Nein, Angelpraktiken wie Catch and Release sind kein Spaß, sondern Tierquälerei. Warum Fische dadurch leiden und sterben, erfahrt ihr hier!

22. Apr 2021

Fische aus dem Wasser zu ziehen, um zu sehen, wer den „Größten“ oder „Schwersten“ geangelt hat, ist niemals cool. Genau das passiert aber beim sogenannten Catch and Release, einer Angelmethode, bei der Angler nur aus „Spaß“ Fische aus dem Wasser ziehen, sie messen, wiegen und oft für Fotos mit ihrer „Beute“ posieren, um sie dann wieder zurück ins Wasser zu werfen.

Angeln und auch das Fangen und Zurückwerfen von Fischen ist aber vor allem eines: schlimme Tierquälerei. Hier erfahrt ihr, warum.

1. Fische werden mit scharfen Haken aufgespießt

Hört es sich für euch wirklich nach Spaß an, wenn ihr euch vorstellt, jemand durchbohrt mit einem scharfen Haken eure Lippe? Oder der Haken steckt in eurem Rachen fest, im Auge, im Magen, in der Haut oder sonst wo in eurem Körper? [1] Ihr werdet dann aus eurer gewohnten Umgebung gezogen, wo ihr nicht atmen könnt, oft nach einem teils langen, ermüdenden Kampf, den die Angler auch „Drill“ nennen? Nein, das ist sicher kein Spaß!

Die Angelhaken sind übrigens auch für andere Lebewesen gefährlich, wenn sie an See- und Flussufern „vergessen“ oder verloren werden, denn auch Hunde, Vögel oder kleine Kinder können sich daran verletzen.

2. Fische empfinden Schmerzen

Von einem Angelhaken durchbohrt zu werden, ist in keiner Weise mit einem Piercing beim Menschen zu vergleichen – oder werdet ihr an der Lippe, der Nase oder irgendwo sonst an der frischen Wunde aus dem Wasser an Land gezerrt? Wem bei dem Gedanken ein kalter Schauer über den Rücken läuft, weil das einfach nur brutal und schmerzhaft klingt: Fische fühlen das genauso, wie es auch Hunde fühlen würden, wenn sie aufgespießt werden. Denn Fische spüren Schmerzen, das zeigen Studien seit vielen Jahren.

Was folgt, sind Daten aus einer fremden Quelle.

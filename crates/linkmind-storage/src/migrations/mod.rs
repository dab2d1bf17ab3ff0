//! Schema migrations, applied in order and recorded in `schema_version`.

mod v001_audit_tables;

use rusqlite::{params, Connection};

use linkmind_core::errors::{LinkMindError, LinkMindResult, StorageError};

use crate::to_storage_err;

type Migration = fn(&Connection) -> LinkMindResult<()>;

const MIGRATIONS: &[(u32, Migration)] = &[(1, v001_audit_tables::migrate)];

/// Latest schema version known to this build.
pub const LATEST_VERSION: u32 = 1;

/// Bring the schema up to [`LATEST_VERSION`].
pub fn run_migrations(conn: &Connection) -> LinkMindResult<()> {
    conn.execute_batch(
        "CREATE TABLE IF NOT EXISTS schema_version (
            version     INTEGER PRIMARY KEY,
            applied_at  TEXT NOT NULL DEFAULT (strftime('%Y-%m-%dT%H:%M:%fZ', 'now'))
        );",
    )
    .map_err(|e| to_storage_err(e.to_string()))?;

    let current = current_version(conn)?;
    for &(version, migrate) in MIGRATIONS.iter().filter(|(v, _)| *v > current) {
        migrate(conn).map_err(|e| {
            LinkMindError::Storage(StorageError::MigrationFailed {
                version,
                reason: e.to_string(),
            })
        })?;
        conn.execute(
            "INSERT INTO schema_version (version) VALUES (?1)",
            params![version],
        )
        .map_err(|e| to_storage_err(e.to_string()))?;
        tracing::info!(version, "applied schema migration");
    }
    Ok(())
}

/// Highest applied migration, 0 for a fresh database.
pub fn current_version(conn: &Connection) -> LinkMindResult<u32> {
    conn.query_row(
        "SELECT COALESCE(MAX(version), 0) FROM schema_version",
        [],
        |row| row.get(0),
    )
    .map_err(|e| to_storage_err(e.to_string()))
}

3. Fische ersticken an Land qualvoll

Fische filtern mit ihren Kiemen Sauerstoff aus dem Wasser. Das geht an Land nicht. Sobald sie aus dem Wasser gezogen werden, wird ihre Sauerstoffzufuhr unterbrochen – sie bekommen keine Luft mehr, was Stress und Panik auslöst. Andersrum erklärt: Viele Menschen fürchten einen Tod durch Ertrinken, da sie dabei ersticken. Keine Luft zu bekommen, egal, wie verzweifelt man danach schnappt, ist eines der schlimmsten Gefühle überhaupt. So geht es vermutlich auch Fischen, wenn man sie aus dem Wasser zieht. Beim Catch and Release werden die Tiere dann zusätzlich noch nach Größe und Gewicht gemessen – und das nicht in einer Sekunde. Versucht mal, Luft zu bekommen, wenn ihr einen Panikanfall habt. Wenn dann noch jemand vor der Kamera mit euch als „Trophäe“ posiert, um sich „toll“ zu fühlen, ist das einfach nur Quälerei.

4. Handling von Fischen kann Schleimhaut und Schuppen schädigen

Menschen sollten Fische einfach in Ruhe lassen. Wenn Angler die Fische beispielsweise anfassen oder gar herumreichen, kann das deren empfindliche Schleimhäute oder die Schuppen schädigen. Diese schützen die Tiere aber vor Infektionen, Bakterien, Pilzbefall und Parasiten. Damit Angler in den sozialen Netzwerken angeben können, werden die Fische beim Wiegen und Messen meist grob behandelt. Das löst nicht nur Stress und Erstickungsgefahr aus, sondern kann auch indirekt zum Tod führen.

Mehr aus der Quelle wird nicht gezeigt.